El presidente Abelardo de la Espriella sostiene que Colombia permaneció arrodillada frente al crimen organizado en los últimos años. Con esa lectura como punto de partida, su administración decidió reorientar la política de seguridad y elevar la confrontación con los grupos armados a rango prioritario, según resume el diario El País.
El Gobierno que arranca bajo el liderazgo de 'El Tigre' concibe esta etapa como un capítulo más dentro de la guerra que el país libra desde hace más de seis décadas. La expresión 'guerra interminable' aparece en la fuente para describir la continuidad histórica del conflicto armado colombiano, una denominación que recoge distintas etapas de violencia, desde las guerrillas tradicionales hasta las organizaciones criminales contemporáneas.
En la práctica, la nueva agenda se traduce en una activación acelerada de las líneas de acción en materia de orden público. El Ejecutivo plantea que las estrategias anteriores se quedaron cortas frente a la expansión territorial y la capacidad de intimidación de los grupos armados, y por eso defiende una respuesta con menos contemplaciones y mayor presencia estatal en zonas donde el Estado ha tenido presencia limitada.
La seguridad ciudadana se convierte así en una de las cartas centrales de la administración de Espriella. El Gobierno vincula la lucha contra el crimen con la recuperación de la confianza institucional y con la protección de poblaciones afectadas por extorsiones, secuestros y desplazamientos forzados, fenómenos que según la fuente han marcado la vida cotidiana en varias regiones del país.

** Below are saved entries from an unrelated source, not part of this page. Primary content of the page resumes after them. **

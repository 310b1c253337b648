//! Guest physical memory slots shared by the engines

use std::collections::BTreeMap;
use std::ops::Range;
use std::sync::atomic::{AtomicU64, Ordering};

use hvport_protocol::{MemoryRegion, PAGE_SHIFT, PAGE_SIZE};
use kvm_bindings::{KVM_MEM_LOG_DIRTY_PAGES, KVM_MEM_READONLY};
use tracing::debug;
use vm_memory::{Bytes, GuestAddress, GuestMemory, GuestMemoryMmap};

use super::{EngineError, EngineResult};

/// Flags a memory region may carry
pub const SUPPORTED_REGION_FLAGS: u32 = KVM_MEM_LOG_DIRTY_PAGES | KVM_MEM_READONLY;

/// One guest memory slot backed by anonymous host memory
pub struct RamSlot {
    region: MemoryRegion,
    memory: GuestMemoryMmap,
    dirty: Option<Vec<AtomicU64>>,
}

impl RamSlot {
    fn new(region: MemoryRegion) -> EngineResult<Self> {
        let size = usize::try_from(region.memory_size).map_err(|_| EngineError::InvalidArgument)?;
        let memory = GuestMemoryMmap::from_ranges(&[(GuestAddress(region.guest_phys_addr), size)])
            .map_err(|_| EngineError::NoMemory)?;

        let dirty = (region.flags & KVM_MEM_LOG_DIRTY_PAGES != 0)
            .then(|| (0..bitmap_words(region.memory_size)).map(|_| AtomicU64::new(0)).collect());

        Ok(Self {
            region,
            memory,
            dirty,
        })
    }

    pub fn region(&self) -> &MemoryRegion {
        &self.region
    }

    pub fn memory(&self) -> &GuestMemoryMmap {
        &self.memory
    }

    /// Host virtual address of the first byte of the slot.
    pub fn host_address(&self) -> EngineResult<u64> {
        self.memory
            .get_host_address(GuestAddress(self.region.guest_phys_addr))
            .map(|ptr| ptr as u64)
            .map_err(|_| EngineError::Fault(self.region.guest_phys_addr))
    }

    fn end(&self) -> u64 {
        self.region.guest_phys_addr + self.region.memory_size
    }

    fn contains(&self, gpa: u64) -> bool {
        gpa >= self.region.guest_phys_addr && gpa < self.end()
    }

    fn overlaps(&self, other: &MemoryRegion) -> bool {
        let other_end = other.guest_phys_addr + other.memory_size;
        other.guest_phys_addr < self.end() && self.region.guest_phys_addr < other_end
    }

    fn mark_dirty(&self, gpa: u64, len: usize) {
        let Some(bitmap) = &self.dirty else {
            return;
        };
        if len == 0 {
            return;
        }
        let first = (gpa - self.region.guest_phys_addr) >> PAGE_SHIFT;
        let last = (gpa + len as u64 - 1 - self.region.guest_phys_addr) >> PAGE_SHIFT;
        for page in first..=last {
            bitmap[(page / 64) as usize].fetch_or(1 << (page % 64), Ordering::Relaxed);
        }
    }

    /// Return the dirty bitmap and clear it.
    fn take_dirty_log(&self) -> EngineResult<Vec<u64>> {
        let bitmap = self.dirty.as_ref().ok_or(EngineError::InvalidArgument)?;
        Ok(bitmap.iter().map(|word| word.swap(0, Ordering::Relaxed)).collect())
    }
}

/// Number of u64 words covering one bit per page of `memory_size`.
pub fn bitmap_words(memory_size: u64) -> usize {
    memory_size.div_ceil(PAGE_SIZE).div_ceil(64) as usize
}

/// Guest physical address space of one VM
#[derive(Default)]
pub struct GuestRam {
    slots: BTreeMap<u32, RamSlot>,
}

impl GuestRam {
    pub fn new() -> Self {
        Self::default()
    }

    pub fn is_empty(&self) -> bool {
        self.slots.is_empty()
    }

    pub fn slot(&self, slot: u32) -> Option<&RamSlot> {
        self.slots.get(&slot)
    }

    /// Apply a memory region update.
    ///
    /// A zero `memory_size` deletes the slot; otherwise the slot is created or
    /// replaced. Replaced contents are not preserved.
    pub fn set_region(&mut self, region: &MemoryRegion, max_slots: u32) -> EngineResult<()> {
        if region.slot >= max_slots {
            return Err(EngineError::InvalidArgument);
        }
        if region.flags & !SUPPORTED_REGION_FLAGS != 0 {
            return Err(EngineError::InvalidArgument);
        }

        if region.memory_size == 0 {
            if self.slots.remove(&region.slot).is_some() {
                debug!("Deleted memory slot {}", region.slot);
            }
            return Ok(());
        }

        if region.guest_phys_addr % PAGE_SIZE != 0 || region.memory_size % PAGE_SIZE != 0 {
            return Err(EngineError::InvalidArgument);
        }
        if region.guest_phys_addr.checked_add(region.memory_size).is_none() {
            return Err(EngineError::InvalidArgument);
        }
        if self
            .slots
            .iter()
            .any(|(id, slot)| *id != region.slot && slot.overlaps(region))
        {
            return Err(EngineError::Exists);
        }

        let slot = RamSlot::new(*region)?;
        debug!(
            "Memory slot {}: gpa {:#x} size {:#x} flags {:#x}",
            region.slot, region.guest_phys_addr, region.memory_size, region.flags
        );
        self.slots.insert(region.slot, slot);
        Ok(())
    }

    fn slot_for(&self, gpa: u64) -> EngineResult<&RamSlot> {
        self.slots
            .values()
            .find(|slot| slot.contains(gpa))
            .ok_or(EngineError::Fault(gpa))
    }

    /// Read guest physical memory, crossing slot boundaries as needed.
    pub fn read(&self, gpa: u64, dst: &mut [u8]) -> EngineResult<()> {
        let mut done = 0;
        while done < dst.len() {
            let addr = gpa + done as u64;
            let slot = self.slot_for(addr)?;
            let chunk = ((slot.end() - addr) as usize).min(dst.len() - done);
            slot.memory
                .read_slice(&mut dst[done..done + chunk], GuestAddress(addr))
                .map_err(|_| EngineError::Fault(addr))?;
            done += chunk;
        }
        Ok(())
    }

    /// Write guest physical memory and record dirty pages.
    pub fn write(&self, gpa: u64, src: &[u8]) -> EngineResult<()> {
        let mut done = 0;
        while done < src.len() {
            let addr = gpa + done as u64;
            let slot = self.slot_for(addr)?;
            if slot.region.flags & KVM_MEM_READONLY != 0 {
                return Err(EngineError::Fault(addr));
            }
            let chunk = ((slot.end() - addr) as usize).min(src.len() - done);
            slot.memory
                .write_slice(&src[done..done + chunk], GuestAddress(addr))
                .map_err(|_| EngineError::Fault(addr))?;
            slot.mark_dirty(addr, chunk);
            done += chunk;
        }
        Ok(())
    }

    pub fn read_u8(&self, gpa: u64) -> EngineResult<u8> {
        let mut buf = [0u8; 1];
        self.read(gpa, &mut buf)?;
        Ok(buf[0])
    }

    pub fn read_u16(&self, gpa: u64) -> EngineResult<u16> {
        let mut buf = [0u8; 2];
        self.read(gpa, &mut buf)?;
        Ok(u16::from_le_bytes(buf))
    }

    pub fn read_u32(&self, gpa: u64) -> EngineResult<u32> {
        let mut buf = [0u8; 4];
        self.read(gpa, &mut buf)?;
        Ok(u32::from_le_bytes(buf))
    }

    pub fn read_u64(&self, gpa: u64) -> EngineResult<u64> {
        let mut buf = [0u8; 8];
        self.read(gpa, &mut buf)?;
        Ok(u64::from_le_bytes(buf))
    }

    /// Dirty bitmap of a slot created with dirty logging; clears it.
    pub fn take_dirty_log(&self, slot: u32) -> EngineResult<Vec<u64>> {
        self.slots
            .get(&slot)
            .ok_or(EngineError::NotFound)?
            .take_dirty_log()
    }

    pub fn clear(&mut self) {
        self.slots.clear();
    }
}

/// Copy guest virtual memory a page at a time.
///
/// `translate` resolves each page's linear address to a guest physical one
/// (`None` when unmapped) and `copy` moves one chunk. Stops at the first
/// page that fails; an error is returned only if nothing was copied.
pub fn transfer_virtual<T, F>(
    ram: &GuestRam,
    gva: u64,
    len: usize,
    mut translate: T,
    mut copy: F,
) -> EngineResult<usize>
where
    T: FnMut(u64) -> EngineResult<Option<u64>>,
    F: FnMut(&GuestRam, u64, Range<usize>) -> EngineResult<()>,
{
    let mut done = 0;
    while done < len {
        let addr = gva.wrapping_add(done as u64);
        let in_page = (PAGE_SIZE - (addr % PAGE_SIZE)) as usize;
        let chunk = in_page.min(len - done);

        let result = translate(addr).and_then(|gpa| {
            let gpa = gpa.ok_or(EngineError::Fault(addr))?;
            copy(ram, gpa, done..done + chunk)
        });
        match result {
            Ok(()) => done += chunk,
            Err(e) if done == 0 => return Err(e),
            Err(_) => break,
        }
    }
    Ok(done)
}

#[cfg(test)]
mod tests {
    use super::*;

    fn region(slot: u32, gpa: u64, size: u64, flags: u32) -> MemoryRegion {
        MemoryRegion {
            slot,
            flags,
            guest_phys_addr: gpa,
            memory_size: size,
        }
    }

    #[test]
    fn test_write_read_guest() {
        let mut ram = GuestRam::new();
        ram.set_region(&region(0, 0, 0x10000, 0), 32).unwrap();

        ram.write(0x1000, b"hello world").unwrap();
        let mut buf = [0u8; 11];
        ram.read(0x1000, &mut buf).unwrap();
        assert_eq!(&buf, b"hello world");
    }

    #[test]
    fn test_read_spans_adjacent_slots() {
        let mut ram = GuestRam::new();
        ram.set_region(&region(0, 0, 0x1000, 0), 32).unwrap();
        ram.set_region(&region(1, 0x1000, 0x1000, 0), 32).unwrap();

        ram.write(0xffe, &[1, 2, 3, 4]).unwrap();
        assert_eq!(ram.read_u32(0xffe).unwrap(), 0x0403_0201);
    }

    #[test]
    fn test_unbacked_address_faults() {
        let mut ram = GuestRam::new();
        ram.set_region(&region(0, 0, 0x1000, 0), 32).unwrap();
        assert_eq!(ram.read_u8(0x2000), Err(EngineError::Fault(0x2000)));
        assert_eq!(ram.write(0xfff, &[0, 0]), Err(EngineError::Fault(0x1000)));
    }

    #[test]
    fn test_region_validation() {
        let mut ram = GuestRam::new();
        assert_eq!(
            ram.set_region(&region(0, 0x800, 0x1000, 0), 32),
            Err(EngineError::InvalidArgument)
        );
        assert_eq!(
            ram.set_region(&region(32, 0, 0x1000, 0), 32),
            Err(EngineError::InvalidArgument)
        );
        assert_eq!(
            ram.set_region(&region(0, 0, 0x1000, 0x80), 32),
            Err(EngineError::InvalidArgument)
        );

        ram.set_region(&region(0, 0, 0x2000, 0), 32).unwrap();
        assert_eq!(
            ram.set_region(&region(1, 0x1000, 0x1000, 0), 32),
            Err(EngineError::Exists)
        );

        // zero size deletes
        ram.set_region(&region(0, 0, 0, 0), 32).unwrap();
        assert!(ram.is_empty());
    }

    #[test]
    fn test_dirty_log_tracks_and_clears() {
        let mut ram = GuestRam::new();
        ram.set_region(&region(2, 0x10000, 0x10000, KVM_MEM_LOG_DIRTY_PAGES), 32)
            .unwrap();

        ram.write(0x10000, &[1]).unwrap();
        ram.write(0x12ffe, &[1, 2, 3, 4]).unwrap();

        let log = ram.take_dirty_log(2).unwrap();
        assert_eq!(log, vec![0b1101]);
        assert_eq!(ram.take_dirty_log(2).unwrap(), vec![0]);
    }

    #[test]
    fn test_dirty_log_requires_flag() {
        let mut ram = GuestRam::new();
        ram.set_region(&region(0, 0, 0x1000, 0), 32).unwrap();
        assert_eq!(ram.take_dirty_log(0), Err(EngineError::InvalidArgument));
        assert_eq!(ram.take_dirty_log(5), Err(EngineError::NotFound));
    }

    #[test]
    fn test_readonly_slot_rejects_writes() {
        let mut ram = GuestRam::new();
        ram.set_region(&region(0, 0, 0x1000, KVM_MEM_READONLY), 32).unwrap();
        assert_eq!(ram.write(0x10, &[1]), Err(EngineError::Fault(0x10)));
    }

    #[test]
    fn test_transfer_virtual_splits_pages() {
        let mut ram = GuestRam::new();
        ram.set_region(&region(0, 0, 0x4000, 0), 32).unwrap();

        let mut chunks = Vec::new();
        let copied = transfer_virtual(
            &ram,
            0xff0,
            0x20,
            |gva| Ok(Some(gva + 0x1000)),
            |_, gpa, range| {
                chunks.push((gpa, range));
                Ok(())
            },
        )
        .unwrap();
        assert_eq!(copied, 0x20);
        assert_eq!(chunks, vec![(0x1ff0, 0..0x10), (0x2000, 0x10..0x20)]);
    }

    #[test]
    fn test_transfer_virtual_partial() {
        let ram = GuestRam::new();
        let translate = |gva: u64| Ok((gva < 0x1000).then_some(gva));
        let copy = |_: &GuestRam, _, _| Ok(());

        assert_eq!(transfer_virtual(&ram, 0x800, 0x1000, translate, copy), Ok(0x800));
        assert_eq!(
            transfer_virtual(&ram, 0x1000, 0x10, translate, copy),
            Err(EngineError::Fault(0x1000))
        );
    }

    #[test]
    fn test_bitmap_words() {
        assert_eq!(bitmap_words(PAGE_SIZE), 1);
        assert_eq!(bitmap_words(64 * PAGE_SIZE), 1);
        assert_eq!(bitmap_words(65 * PAGE_SIZE), 2);
    }
}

La decisión ocurre en un contexto internacional marcado por la atención al fenómeno del narcotráfico y por la presión de socios comerciales y de cooperación que observan de cerca la política antiterrorista colombiana. Cambios en la estrategia nacional pueden tener repercusiones en la cooperación judicial, en el intercambio de inteligencia y en los flujos de asistencia técnica que recibe la fuerza pública.
Para los analistas consultados por la fuente, el giro responde a una lectura política del momento: el Ejecutivo entiende que la opinión pública exige resultados visibles en materia de orden público y que la credibilidad del nuevo gobierno dependerá en gran medida de lo que ocurra en las regiones más afectadas por la violencia. De ahí la decisión de imprimir un ritmo distinto a la agenda de seguridad desde los primeros meses.
El Ministerio de Defensa y la cúpula militar encabezan la ejecución de las nuevas directrices. La fuente señala que las instrucciones del presidente apuntan a fortalecer la inteligencia operativa, acelerar operaciones contra las estructuras criminales de mayor capacidad y mejorar la protección de líderes sociales y excombatientes, todos ellos blancos recurrentes de la violencia en el país.
Quedan varios interrogantes sobre el alcance real de las medidas. La fuente no detalla cronogramas ni cifras específicas de despliegue, pero sí plantea que el Gobierno deberá demostrar resultados sin descuidar los compromisos en materia de derechos humanos ni los acuerdos firmados con antiguos grupos armados en procesos de paz anteriores.
Mientras tanto, organizaciones de la sociedad civil y voceros de los derechos humanos han pedido transparencia sobre los métodos empleados y sobre las eventuales denuncias de excesos. La administración de Espriella, según la fuente, insiste en que la nueva fase de la confrontación se libra dentro del marco legal y con pleno respeto a las instituciones, aunque el debate sobre los límites de esa estrategia apenas comienza.